EXERCISE PROMPT:
Everything in the listing below must be duplicated exactly.

::::::::

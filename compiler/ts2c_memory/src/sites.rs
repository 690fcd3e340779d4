//! Finding the expressions that allocate.

use ts2c_ir::{Ast, BinaryOp, CallSite, NodeId, NodeKind, StringInterner};
use ts2c_types::{NativeType, TypeTable};

use crate::calls::CallEscapes;

#[derive(Copy, Clone, Eq, PartialEq, Hash, Debug)]
pub enum SiteKind {
    ArrayLiteral,
    ObjectLiteral,
    /// Outermost `+` of a string concatenation chain, or string `+=`.
    Concat,
    /// `s[i]` on a string.
    StrIndex,
    /// A call whose resolver hands back a fresh value.
    Call,
}

#[derive(Clone, Debug)]
pub struct HeapSite {
    pub node: NodeId,
    pub kind: SiteKind,
    /// Representation of the allocated value.
    pub ty: NativeType,
    pub name_hint: String,
    pub owns_contents: bool,
}

pub(crate) fn find_sites(
    ast: &Ast,
    interner: &StringInterner,
    types: &TypeTable,
    calls: &dyn CallEscapes,
) -> Vec<HeapSite> {
    let mut sites = Vec::new();
    for id in ast.ids() {
        let site = match ast.kind(id) {
            NodeKind::Array { .. } => {
                let ty = contextual_type(ast, types, id);
                (!discarded(ast, id) && ty.is_dynamic_array())
                    .then(|| site(id, SiteKind::ArrayLiteral, ty, "arr"))
            }
            NodeKind::Object { .. } => {
                let ty = contextual_type(ast, types, id);
                (!discarded(ast, id) && (ty.is_struct() || ty.is_dict()))
                    .then(|| site(id, SiteKind::ObjectLiteral, ty, "obj"))
            }
            NodeKind::Binary {
                op: BinaryOp::Add, ..
            } if types.type_of(id).is_str() => (!discarded(ast, id)
                && !inside_concat(ast, types, id))
            .then(|| site(id, SiteKind::Concat, NativeType::STR, "tmp_string")),
            NodeKind::Assign {
                op: Some(BinaryOp::Add),
                ..
            } if types.type_of(id).is_str() => {
                Some(site(id, SiteKind::Concat, NativeType::STR, "tmp_string"))
            }
            NodeKind::Index { object, .. } if types.type_of(*object).is_str() => {
                Some(site(id, SiteKind::StrIndex, NativeType::STR, "tmp_char"))
            }
            NodeKind::Call { .. } => CallSite::from_node(ast, interner, id)
                .filter(|call| calls.needs_disposal(ast, types, call))
                .map(|call| HeapSite {
                    node: id,
                    kind: SiteKind::Call,
                    ty: types.type_of(id).clone(),
                    name_hint: calls
                        .temp_var_name(ast, types, &call)
                        .unwrap_or_else(|| "tmp_result".to_string()),
                    owns_contents: calls.owns_contents(ast, types, &call),
                }),
            _ => None,
        };
        sites.extend(site);
    }
    sites
}

fn site(node: NodeId, kind: SiteKind, ty: NativeType, hint: &str) -> HeapSite {
    HeapSite {
        node,
        kind,
        ty,
        name_hint: hint.to_string(),
        owns_contents: false,
    }
}

/// Type a literal takes where it is written: the variable it initializes
/// or is assigned to decides. Anywhere else arrays must grow.
pub fn contextual_type(ast: &Ast, types: &TypeTable, literal: NodeId) -> NativeType {
    let symbols = types.symbols();
    if let Some((parent, child)) = ast.parent_skipping_parens(literal) {
        match ast.kind(parent) {
            NodeKind::Declarator { init: Some(init), .. } if *init == child => {
                if let Some(var) = symbols.declared_by(parent) {
                    return types.var_type(var).clone();
                }
            }
            NodeKind::Assign {
                op: None,
                target,
                value,
            } if *value == child => {
                if let Some(var) = symbols.resolve_expr(ast, *target) {
                    return types.var_type(var).clone();
                }
                return types.type_of(*target).dynamize();
            }
            _ => {}
        }
    }
    types.type_of(literal).dynamize()
}

/// The value is computed only to be thrown away.
fn discarded(ast: &Ast, node: NodeId) -> bool {
    ast.parent_skipping_parens(node)
        .is_some_and(|(parent, _)| matches!(ast.kind(parent), NodeKind::ExprStmt { .. }))
}

/// Part of a longer concatenation that owns the buffer.
fn inside_concat(ast: &Ast, types: &TypeTable, node: NodeId) -> bool {
    ast.parent_skipping_parens(node)
        .is_some_and(|(parent, child)| match ast.kind(parent) {
            NodeKind::Binary {
                op: BinaryOp::Add, ..
            } => types.type_of(parent).is_str(),
            NodeKind::Assign {
                op: Some(BinaryOp::Add),
                value,
                ..
            } => *value == child && types.type_of(parent).is_str(),
            _ => false,
        })
}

::::::::

PROBLEM SOLUTION:
filename compiler/ts2c_memory/src/sites.rs
repository 690fcd3e340779d4
//! Finding the expressions that allocate.

use ts2c_ir::{Ast, BinaryOp, CallSite, NodeId, NodeKind, StringInterner};
use ts2c_types::{NativeType, TypeTable};

use crate::calls::CallEscapes;

#[derive(Copy, Clone, Eq, PartialEq, Hash, Debug)]
pub enum SiteKind {
    ArrayLiteral,
    ObjectLiteral,
    /// Outermost `+` of a string concatenation chain, or string `+=`.
    Concat,
    /// `s[i]` on a string.
    StrIndex,
    /// A call whose resolver hands back a fresh value.
    Call,
}

#[derive(Clone, Debug)]
pub struct HeapSite {
    pub node: NodeId,
    pub kind: SiteKind,
    /// Representation of the allocated value.
    pub ty: NativeType,
    pub name_hint: String,
    pub owns_contents: bool,
}

pub(crate) fn find_sites(
    ast: &Ast,
    interner: &StringInterner,
    types: &TypeTable,
    calls: &dyn CallEscapes,
) -> Vec<HeapSite> {
    let mut sites = Vec::new();
    for id in ast.ids() {
        let site = match ast.kind(id) {
            NodeKind::Array { .. } => {
                let ty = contextual_type(ast, types, id);
                (!discarded(ast, id) && ty.is_dynamic_array())
                    .then(|| site(id, SiteKind::ArrayLiteral, ty, "arr"))
            }
            NodeKind::Object { .. } => {
                let ty = contextual_type(ast, types, id);
                (!discarded(ast, id) && (ty.is_struct() || ty.is_dict()))
                    .then(|| site(id, SiteKind::ObjectLiteral, ty, "obj"))
            }
            NodeKind::Binary {
                op: BinaryOp::Add, ..
            } if types.type_of(id).is_str() => (!discarded(ast, id)
                && !inside_concat(ast, types, id))
            .then(|| site(id, SiteKind::Concat, NativeType::STR, "tmp_string")),
            NodeKind::Assign {
                op: Some(BinaryOp::Add),
                ..
            } if types.type_of(id).is_str() => {
                Some(site(id, SiteKind::Concat, NativeType::STR, "tmp_string"))
            }
            NodeKind::Index { object, .. } if types.type_of(*object).is_str() => {
                Some(site(id, SiteKind::StrIndex, NativeType::STR, "tmp_char"))
            }
            NodeKind::Call { .. } => CallSite::from_node(ast, interner, id)
                .filter(|call| calls.needs_disposal(ast, types, call))
                .map(|call| HeapSite {
                    node: id,
                    kind: SiteKind::Call,
                    ty: types.type_of(id).clone(),
                    name_hint: calls
                        .temp_var_name(ast, types, &call)
                        .unwrap_or_else(|| "tmp_result".to_string()),
                    owns_contents: calls.owns_contents(ast, types, &call),
                }),
            _ => None,
        };
        sites.extend(site);
    }
    sites
}

fn site(node: NodeId, kind: SiteKind, ty: NativeType, hint: &str) -> HeapSite {
    HeapSite {
        node,
        kind,
        ty,
        name_hint: hint.to_string(),
        owns_contents: false,
    }
}

/// Type a literal takes where it is written: the variable it initializes
/// or is assigned to decides. Anywhere else arrays must grow.
pub fn contextual_type(ast: &Ast, types: &TypeTable, literal: NodeId) -> NativeType {
    let symbols = types.symbols();
    if let Some((parent, child)) = ast.parent_skipping_parens(literal) {
        match ast.kind(parent) {
            NodeKind::Declarator { init: Some(init), .. } if *init == child => {
                if let Some(var) = symbols.declared_by(parent) {
                    return types.var_type(var).clone();
                }
            }
            NodeKind::Assign {
                op: None,
                target,
                value,
            } if *value == child => {
                if let Some(var) = symbols.resolve_expr(ast, *target) {
                    return types.var_type(var).clone();
                }
                return types.type_of(*target).dynamize();
            }
            _ => {}
        }
    }
    types.type_of(literal).dynamize()
}

/// The value is computed only to be thrown away.
fn discarded(ast: &Ast, node: NodeId) -> bool {
    ast.parent_skipping_parens(node)
        .is_some_and(|(parent, _)| matches!(ast.kind(parent), NodeKind::ExprStmt { .. }))
}

/// Part of a longer concatenation that owns the buffer.
fn inside_concat(ast: &Ast, types: &TypeTable, node: NodeId) -> bool {
    ast.parent_skipping_parens(node)
        .is_some_and(|(parent, child)| match ast.kind(parent) {
            NodeKind::Binary {
                op: BinaryOp::Add, ..
            } => types.type_of(parent).is_str(),
            NodeKind::Assign {
                op: Some(BinaryOp::Add),
                value,
                ..
            } => *value == child && types.type_of(parent).is_str(),
            _ => false,
        })
}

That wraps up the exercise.